By the time you read this, we will have passed the one-year mark of the great shutdown. America’s auto dealers — the owners, entrepreneurs and dream makers — have always impressed me. Overcoming such everyday impediments as market shifts, factory pressure, regulatory hurdles and a fluctuating economy made you the survivor you are today.
But COVID-19 has tested our industry like nothing else in modern times. You have embraced new technologies and adapted your selling process to meet the new needs of your customers. Now it’s time to make sure your reinsurance program has kept up with the progress you’ve made in the rest of your operation.
Owning a reinsurance company should only make you more calm in stressful times. It should not be a distraction or a hassle. It should continue to do its job while you do yours. If you have any doubt about whether your program fits that description, ask yourself:
1. Do I really understand what kind of program I’m on and how it works to my advantage?

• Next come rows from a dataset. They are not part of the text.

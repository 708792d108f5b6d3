//! Game rule errors
//!
//! Every variant is recoverable: the session returns to idle after any of
//! them and the player may act again.

use crate::domain::value_objects::CreatureId;

#[derive(Debug, Clone, PartialEq, Eq, thiserror::Error)]
pub enum GameError {
    #[error("Insufficient funds: need {needed}, have {available}")]
    InsufficientFunds { needed: u64, available: u64 },
    #[error("Generation failed: {0}")]
    GenerationFailed(String),
    #[error("Invalid selection: {0}")]
    InvalidSelection(String),
    #[error("Creature not found: {0}")]
    CreatureNotFound(CreatureId),
    #[error("Unknown chest: {0}")]
    UnknownChest(String),
    #[error("Another action is still in progress")]
    Busy,
}
//! Application layer - Use cases orchestrating the domain over outbound ports

pub mod dto;
pub mod ports;
pub mod services;
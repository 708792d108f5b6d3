//! Chest offers - The purchasable catalog
//!
//! A chest is static reference data, not a runtime entity: opening one
//! always yields exactly one creature of the chest's rarity.

use serde::Serialize;

use crate::domain::value_objects::Rarity;

/// A purchasable chest descriptor
#[derive(Debug, Clone, PartialEq, Eq, Serialize)]
pub struct ChestOffer {
    pub id: &'static str,
    pub name: &'static str,
    pub description: &'static str,
    pub rarity: Rarity,
    pub cost: u64,
    pub xp_grant: u64,
}

impl ChestOffer {
    /// All chests on the market, cheapest first
    pub fn catalog() -> Vec<ChestOffer> {
        Rarity::ALL
            .iter()
            .map(|rarity| {
                let (id, description) = match rarity {
                    Rarity::Wooden => ("wood", "Common dragons"),
                    Rarity::Iron => ("iron", "Rare breeds"),
                    Rarity::Silver => ("silver", "Mystic kin"),
                    Rarity::Golden => ("gold", "Epic wyrms"),
                };
                Self {
                    id,
                    name: rarity.name(),
                    description,
                    rarity: *rarity,
                    cost: rarity.chest_cost(),
                    xp_grant: rarity.chest_xp(),
                }
            })
            .collect()
    }

    pub fn find(id: &str) -> Option<ChestOffer> {
        Self::catalog().into_iter().find(|chest| chest.id == id)
    }
}

#[cfg(test)]
mod tests {
    use super::*;

    #[test]
    fn test_catalog_values() {
        let wood = ChestOffer::find("wood").unwrap();
        assert_eq!(wood.rarity, Rarity::Wooden);
        assert_eq!(wood.cost, 100);
        assert_eq!(wood.xp_grant, 25);

        let gold = ChestOffer::find("gold").unwrap();
        assert_eq!(gold.cost, 5000);
        assert_eq!(gold.xp_grant, 1000);

        assert!(ChestOffer::find("obsidian").is_none());
        assert_eq!(ChestOffer::catalog().len(), 4);
    }
}
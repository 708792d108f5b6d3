//! Mapping of application errors onto HTTP status codes

use axum::http::StatusCode;

use crate::application::ports::outbound::AccountStoreError;
use crate::application::services::AccountError;
use crate::domain::errors::GameError;
use crate::infrastructure::session::SessionError;

pub type ApiError = (StatusCode, String);

pub fn game_error(e: GameError) -> ApiError {
    let status = match &e {
        GameError::InsufficientFunds { .. } => StatusCode::PAYMENT_REQUIRED,
        GameError::InvalidSelection(_) => StatusCode::UNPROCESSABLE_ENTITY,
        GameError::GenerationFailed(_) => StatusCode::BAD_GATEWAY,
        GameError::Busy => StatusCode::CONFLICT,
        GameError::CreatureNotFound(_) | GameError::UnknownChest(_) => StatusCode::NOT_FOUND,
    };
    (status, e.to_string())
}

pub fn store_error(e: AccountStoreError) -> ApiError {
    let status = match &e {
        AccountStoreError::NotFound => StatusCode::NOT_FOUND,
        AccountStoreError::BadCredentials => StatusCode::UNAUTHORIZED,
        AccountStoreError::AlreadyExists => StatusCode::CONFLICT,
        AccountStoreError::Database(_) | AccountStoreError::Serialization(_) => {
            tracing::error!("Account store failure: {}", e);
            StatusCode::INTERNAL_SERVER_ERROR
        }
    };
    (status, e.to_string())
}

pub fn account_error(e: AccountError) -> ApiError {
    match e {
        AccountError::Validation(message) => (StatusCode::BAD_REQUEST, message),
        AccountError::Store(e) => store_error(e),
    }
}

pub fn session_error(e: SessionError) -> ApiError {
    (StatusCode::NOT_FOUND, e.to_string())
}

You should already be meeting quarterly with a knowledgeable representative of your reinsurance provider. Let the rep know that you have some questions and that you’ll be inviting your CPA or attorney to your next meeting.
Jot down some of your thoughts and email them ahead of time. It’s important that this informal information-gathering meeting doesn’t turn into a sales pitch.
2. Do I have the right products for the new types of customers that the past year has created?
Your agent and provider will be happy to review your current F&I product mix, suggest some rebalancing ideas and introduce new or improved products to meet today’s consumer needs. They have probably already reached out to you and have been talking to your managers. It’s their job to help you deliver the best product available.
3. What is my reinsurance end game?
This has a lot to do with what stage of ownership you personally are at. Growing dealerships need capital to expand, which reinsurance vehicles can provide through loans. Selling your dealership brings issues of valuation and taxes as you make decisions about the company’s future.
In many cases, reinsurance surplus can be turned into dividends, often with favorable tax advantages. Or you may decide to sell the reinsurance company to the new owner or to the provider at a greater profit based on the future runoff.
4. Does my reinsurance program support my succession plan?
It has never been more important as a part of your planning now while you’re still actively involved in the dealership. There are many ways reinsurance can help prepare for the continuation of your family business.
Creating multiple reinsurance companies, proportional risk sharing, separate financial management of reserves and varying product mixes are all ways your provider can assist you in making sure your family name remains at the top of your dealership sign.
5. Does my reinsurance company ownership provide a sense of calm and stability?
If you are constantly worrying if reinsurance is working for you or just don’t have a positive view of your program’s place in your life, you need to talk about it.
There are a lot of options out there, all with varying degrees of motivation, and you may not be on the right one for you. Take a lesson to heart from your F&I playbook and provide yourself with that all-important peace of mind. You should feel good about your decision to invest in a program with such a dramatic influence over your financial future.
Owning a reinsurance company should not keep you up at night. You have enough to think about.